マーケティングに何が起こるのか

前項では、ニュー・リテールの概念について、具体的な事例とともに解説をしました。では、具体的にマーケティングにはどのようなことが起こるのでしょうか。

考えられるのは、Webマーケティングという職種の役割の拡張です。

よく使われるマーケティングフレームワークAIDMAに沿って言えば、マーケティングはAction、つまり商品購入をゴールとして施策を考え、実行していきます。

一方でニュー・リテールの概念が実現された場合、Action自体の体験価値もマーケティングの一貫として設計する必要があるのです。
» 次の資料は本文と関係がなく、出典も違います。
// ABOUTME: Top-level driver wiring scanner, parser, resolver, and interpreter together

use crate::env::Environment;
use crate::error::StaticError;
use crate::expr::{Expr, LiteralValue};
use crate::interpreter::{Interpreter, Output};
use crate::native::Clock;
use crate::parser::Parser;
use crate::resolver::Resolver;
use crate::scanner::Scanner;
use crate::stmt::Stmt;
use crate::value::{Callable, Native, Value};
use std::fs;
use std::path::Path;
use std::rc::Rc;

/// Owns the global environment and the error-sink flags that drive the CLI's
/// exit code. One `Lox` instance is reused across every line a REPL session
/// evaluates, so top-level `var` declarations persist between inputs.
pub struct Lox {
    globals: Rc<Environment>,
    output: Output,
    had_error: bool,
    had_runtime_error: bool,
}

impl Lox {
    pub fn new(output: Output) -> Self {
        let globals = Environment::new();
        globals.define("clock".to_string(), Value::Callable(Callable::Native(Rc::new(Clock))));
        Lox {
            globals,
            output,
            had_error: false,
            had_runtime_error: false,
        }
    }

    pub fn had_error(&self) -> bool {
        self.had_error
    }

    pub fn had_runtime_error(&self) -> bool {
        self.had_runtime_error
    }

    pub fn reset(&mut self) {
        self.had_error = false;
        self.had_runtime_error = false;
    }

    pub fn define_global(&self, name: &str, native: impl Native + 'static) {
        self.globals
            .define(name.to_string(), Value::Callable(Callable::Native(Rc::new(native))));
    }

    /// Scans, parses, resolves, and (if no static errors turned up)
    /// interprets `source`. Static errors print to stderr and set
    /// `had_error`; a runtime fault prints and sets `had_runtime_error`.
    /// Interpretation is skipped entirely when any static pass reported
    /// an error, matching the rest of this pipeline's fail-soft-and-report
    /// discipline: a program that doesn't resolve cleanly never runs.
    pub fn run_source(&mut self, source: &str) {
        let (tokens, scan_errors) = Scanner::new(source).scan_tokens();
        let (statements, parse_errors) = Parser::new(tokens).parse();
        self.run_statements(statements, scan_errors, parse_errors, false);
    }

    /// Like `run_source`, but a trailing bare expression statement (e.g. the
    /// REPL line `1 + 2;`) additionally has its value echoed, matching the
    /// interactive convention a script run never exhibits.
    pub fn run_repl_line(&mut self, line: &str) {
        let (tokens, scan_errors) = Scanner::new(line).scan_tokens();
        let (statements, parse_errors) = Parser::new(tokens).parse();
        self.run_statements(statements, scan_errors, parse_errors, true);
    }

    fn run_statements(
        &mut self,
        mut statements: Vec<Stmt>,
        scan_errors: Vec<StaticError>,
        parse_errors: Vec<StaticError>,
        echo_trailing_expression: bool,
    ) {
        if echo_trailing_expression && parse_errors.is_empty() {
            if let Some(last @ Stmt::Expression(_)) = statements.last_mut() {
                let placeholder = Stmt::Expression(Expr::Literal { value: LiteralValue::Nil });
                if let Stmt::Expression(expr) = std::mem::replace(last, placeholder) {
                    *last = Stmt::Print(expr);
                }
            }
        }

        let (locals, resolve_errors) = Resolver::new().resolve(&statements);

        let mut had_static_error = false;
        for error in scan_errors.iter().chain(parse_errors.iter()).chain(resolve_errors.iter()) {
            eprintln!("{error}");
            had_static_error = true;
        }
        if had_static_error {
            self.had_error = true;
            return;
        }

        let mut interpreter = Interpreter::new(self.globals.clone(), locals, self.output.clone());
        if let Err(error) = interpreter.interpret(&statements) {
            eprintln!("{error}");
            self.had_runtime_error = true;
        }
    }

    /// Runs a whole file and returns the process exit code: 0 clean, 65 on a
    /// scan/parse/resolve error, 70 on a runtime error. A file that can't be
    /// read at all returns 74 (EX_IOERR), the standard sysexits code for an
    /// I/O failure, continuing the same convention as 65/70.
    pub fn run_file(&mut self, path: &Path) -> i32 {
        let source = match fs::read_to_string(path) {
            Ok(s) => s,
            Err(e) => {
                eprintln!("Could not read file '{}': {e}", path.display());
                return 74;
            }
        };
        self.run_source(&source);
        if self.had_error {
            65
        } else if self.had_runtime_error {
            70
        } else {
            0
        }
    }
}

#[cfg(test)]
mod tests {
    use super::*;
    use std::cell::RefCell;

    fn lox_with_buffer() -> (Lox, Rc<RefCell<Vec<u8>>>) {
        let buffer = Rc::new(RefCell::new(Vec::new()));
        let output: Output = buffer.clone();
        (Lox::new(output), buffer)
    }

    #[test]
    fn run_source_prints_and_clears_no_errors() {
        let (mut lox, buffer) = lox_with_buffer();
        lox.run_source("print 1 + 1;");
        assert!(!lox.had_error());
        assert!(!lox.had_runtime_error());
        assert_eq!(String::from_utf8_lossy(&buffer.borrow()).into_owned(), "2\n");
    }

    #[test]
    fn parse_error_sets_had_error() {
        let (mut lox, _) = lox_with_buffer();
        lox.run_source("var = 1;");
        assert!(lox.had_error());
    }

    #[test]
    fn runtime_error_sets_had_runtime_error() {
        let (mut lox, _) = lox_with_buffer();
        lox.run_source("print 1 / 0;");
        assert!(!lox.had_error());
        assert!(lox.had_runtime_error());
    }

    #[test]
    fn globals_persist_across_repeated_run_source_calls() {
        let (mut lox, buffer) = lox_with_buffer();
        lox.run_source("var x = 1;");
        lox.run_source("x = x + 1; print x;");
        assert!(!lox.had_error());
        assert_eq!(String::from_utf8_lossy(&buffer.borrow()).into_owned(), "2\n");
    }

    #[test]
    fn clock_is_registered_as_a_global() {
        let (mut lox, buffer) = lox_with_buffer();
        lox.run_source("print clock() > 0;");
        assert!(!lox.had_error());
        assert_eq!(String::from_utf8_lossy(&buffer.borrow()).into_owned(), "true\n");
    }

    #[test]
    fn repl_line_echoes_a_trailing_bare_expression() {
        let (mut lox, buffer) = lox_with_buffer();
        lox.run_repl_line("1 + 2;");
        assert!(!lox.had_error());
        assert_eq!(String::from_utf8_lossy(&buffer.borrow()).into_owned(), "3\n");
    }

    #[test]
    fn run_source_does_not_echo_a_bare_expression() {
        let (mut lox, buffer) = lox_with_buffer();
        lox.run_source("1 + 2;");
        assert!(!lox.had_error());
        assert!(buffer.borrow().is_empty());
    }

    #[test]
    fn reset_clears_error_flags() {
        let (mut lox, _) = lox_with_buffer();
        lox.run_source("print 1 / 0;");
        assert!(lox.had_runtime_error());
        lox.reset();
        assert!(!lox.had_runtime_error());
    }
}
つまり、店舗で購入する消費者の体験価値をどのように向上させることができるのか、店舗に来店した消費者が次回にWebから購入してくれるような体験をどうすれば構築することができるのか。そこまで考える必要が出てきます。

まとめ:ニュー・リテールは体験価値の向上を考える

アリババやテンセントでは来店した客が食材を購入し、店舗で調理してもらった経験を元にWeb上への購入に移行するといったことも考えられます。一方でWebでの購入を繰り返した後に再度、店舗へ行って新たな調理方法や食材を吟味することも考えられるでしょう。

Webからリアルへ、そしてリアルからWebへ。
その双方向の導線をうまく設計しながら、消費者の体験価値を向上させる必要があります。

前述の通り、ニュー・リテールの概念が実現される場合、サービスの体験価値の向上というテーマをWebとリアルで考えなければいけません。そう考えると、消費者を連れてくるだけでなく、サービスの体験自体を考える必要があります。時には、ロジスティクス戦略を立案し実行に移していくことや、それ以外のこれまでのマーケティング施策とは異なった施策が必要になってくるでしょう。